Ketika penyebaran Covid-19 sudah terkendali yang dibuktikan dengan indikator epidemiologis, dan pemerintah yakin sistem kesehatan berfungsi dengan baik serta fasilitas kesehatan bisa menampung lonjakan kasus baru, pelonggaran bisa dilakukan.
Sebab, setelah pembatasan jarak sosial dilonggarkan, orang pun akan kembali beraktivitas sambil beradaptasi dengan situasi pandemi. Orang-orang mulai keluar rumah dan bertemu dengan banyak orang di tempat kerja, di perjalanan, atau di tempat umum lainnya. Mengingat jumlah kasus positif Covid-19 tanpa gejala di banyak negara tinggi, risiko tertular juga besar seiring dengan dibuka kembalinya aktivitas berbagai sektor.
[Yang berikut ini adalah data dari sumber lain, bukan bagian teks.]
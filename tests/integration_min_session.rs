// Minimal integration test that drives the compiled binary through a PTY.
// This exercises the real event loop and crossterm input handling across
// the main boundaries without relying on internal modules.
//
// Notes:
// - Requires a TTY; uses expectrl which allocates a pseudo terminal.
// - Marked Unix-only and ignored by default to avoid CI/platform issues.
// - Run manually via: `cargo test --test integration_min_session -- --ignored`.

#![cfg(unix)]

use std::process::Command;
use std::time::Duration;

use expectrl::{Eof, Session};

#[test]
#[ignore]
fn minimal_session_taps_quits_and_parks_round() -> Result<(), Box<dyn std::error::Error>> {
    let home = tempfile::tempdir()?;
    let bin = assert_cmd::cargo::cargo_bin("timefighter");

    let mut cmd = Command::new(bin);
    cmd.arg("--fresh")
        .env("HOME", home.path())
        .env("XDG_CONFIG_HOME", home.path().join(".config"));

    // Spawn the TUI inside a pseudo terminal
    let mut p = Session::spawn(cmd)?;

    // Give the app a moment to initialize the terminal/alternate screen
    std::thread::sleep(Duration::from_millis(200));

    // Three taps start the round
    p.send("   ")?;
    std::thread::sleep(Duration::from_millis(200));

    // Quit mid-round; the round is saved for the next launch
    p.send("q")?;
    p.expect(Eof)?;

    let saved = home
        .path()
        .join(".local")
        .join("state")
        .join("timefighter")
        .join("saved_round.json");
    let json = std::fs::read_to_string(saved)?;
    assert!(json.contains("\"score\":3"));
    Ok(())
}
Tanpa komunikasi risiko yang baik, pelonggaran pembatasan sosial bisa jadi dimaknai beragam oleh masyarakat. Bisa diartikan bahwa pandemi sudah berakhir, pandemi kini terkendali, atau bahkan mengira risiko tertular Covid-19 semakin kecil menyusul tren kasus baru yang terus menurun.
Kompas
Warga mengendarai sepeda motor dengan tempat duduk di sampingnya selama Idul Fitri di tengah kekhawatiran meningkatnya kembali kasus Covid-19 di Toukh, Al Qalyubia, Mesir, 24 Mei 2020.
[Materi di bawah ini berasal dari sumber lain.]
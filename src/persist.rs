use std::fs;
use std::io;
use std::path::{Path, PathBuf};

use thiserror::Error;

use crate::app_dirs::AppDirs;
use crate::session::SavedRound;

#[derive(Debug, Error)]
pub enum StoreError {
    #[error("store i/o failed: {0}")]
    Io(#[from] io::Error),
    #[error("store encoding failed: {0}")]
    Json(#[from] serde_json::Error),
}

/// Host-managed storage for a round interrupted mid-play.
///
/// The pair is opaque to the store; loading never fails, anything unreadable
/// is reported as "nothing saved".
pub trait RoundStore {
    fn load(&self) -> Option<SavedRound>;
    fn save(&self, round: &SavedRound) -> Result<(), StoreError>;
    fn clear(&self) -> Result<(), StoreError>;
}

#[derive(Debug, Clone)]
pub struct FileRoundStore {
    path: PathBuf,
}

impl FileRoundStore {
    #[allow(clippy::new_without_default)]
    pub fn new() -> Self {
        Self {
            path: AppDirs::saved_round_path(),
        }
    }

    pub fn with_path<P: AsRef<Path>>(p: P) -> Self {
        Self {
            path: p.as_ref().to_path_buf(),
        }
    }
}

impl Default for FileRoundStore {
    fn default() -> Self {
        Self::new()
    }
}

impl RoundStore for FileRoundStore {
    fn load(&self) -> Option<SavedRound> {
        let bytes = fs::read(&self.path).ok()?;
        match serde_json::from_slice::<SavedRound>(&bytes) {
            Ok(round) => Some(round),
            Err(err) => {
                tracing::warn!(path = %self.path.display(), error = %err, "ignoring malformed saved round");
                None
            }
        }
    }

    fn save(&self, round: &SavedRound) -> Result<(), StoreError> {
        if let Some(parent) = self.path.parent() {
            fs::create_dir_all(parent)?;
        }
        fs::write(&self.path, serde_json::to_vec(round)?)?;
        Ok(())
    }

    fn clear(&self) -> Result<(), StoreError> {
        match fs::remove_file(&self.path) {
            Ok(()) => Ok(()),
            Err(err) if err.kind() == io::ErrorKind::NotFound => Ok(()),
            Err(err) => Err(err.into()),
        }
    }
}

#[cfg(test)]
mod tests {
    use super::*;
    use assert_matches::assert_matches;
    use tempfile::tempdir;

    #[test]
    fn save_then_load() {
        let dir = tempdir().unwrap();
        let store = FileRoundStore::with_path(dir.path().join("state").join("round.json"));
        let round = SavedRound {
            score: 4,
            time_left: 6,
        };
        store.save(&round).unwrap();
        assert_eq!(store.load(), Some(round));
    }

    #[test]
    fn missing_file_is_nothing_saved() {
        let dir = tempdir().unwrap();
        let store = FileRoundStore::with_path(dir.path().join("round.json"));
        assert_eq!(store.load(), None);
    }

    #[test]
    fn malformed_file_is_nothing_saved() {
        let dir = tempdir().unwrap();
        let path = dir.path().join("round.json");
        fs::write(&path, br#"{"score":"four"}"#).unwrap();
        assert_eq!(FileRoundStore::with_path(&path).load(), None);

        fs::write(&path, br#"{"score":-1,"time_left":3}"#).unwrap();
        assert_eq!(FileRoundStore::with_path(&path).load(), None);
    }

    #[test]
    fn clear_removes_and_tolerates_absence() {
        let dir = tempdir().unwrap();
        let store = FileRoundStore::with_path(dir.path().join("round.json"));
        store
            .save(&SavedRound {
                score: 1,
                time_left: 1,
            })
            .unwrap();
        store.clear().unwrap();
        assert_eq!(store.load(), None);
        assert_matches!(store.clear(), Ok(()));
    }
}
Masa setelah pembatasan sosial dilonggarkan justru menuntut kewaspadaan tinggi semua pihak, kedisiplinan masyarakat menerapkan protokol kesehatan, kesiapan fasilitas kesehatan menampung pasien Covid-19 jika terjadi lonjakan kasus, serta keandalan sistem kesehatan untuk terus melakukan pemeriksaan yang luas dan penelusuran kontak. Bahkan, level kewaspadaan, kedisiplinan mematuhi protokol kesehatan, kesiapan fasilitas kesehatan, dan keandalan sistem kesehatan yang dibangun pada masa pelonggaran ini setidaknya dua kali lipat dibandingkan pada masa pembatasan sosial.
Hal tersebut tidaklah berlebihan sebab aspek penegakan kepatuhan dan pengawasan di masa pembatasan sosial atau karantina wilayah relatif lebih ketat dibandingkan ketika kebijakan itu sudah dilonggarkan. Ketika sudah kembali beraktivitas di luar rumah, masyarakat pun cenderung lupa dengan situasi yang sebenarnya masih terjadi.
Negara yang dengan berbagai kebijakannya bisa melandaikan kurva penambahan kasus berpeluang besar melalui masa pelonggaran atau transisi ini dengan baik. Sedangkan negara yang melonggarkan pembatasan sosialnya saat jumlah kasus barunya masih tinggi bukan tidak mungkin masih menghadapi beban pandemi yang besar dalam waktu yang lebih lama.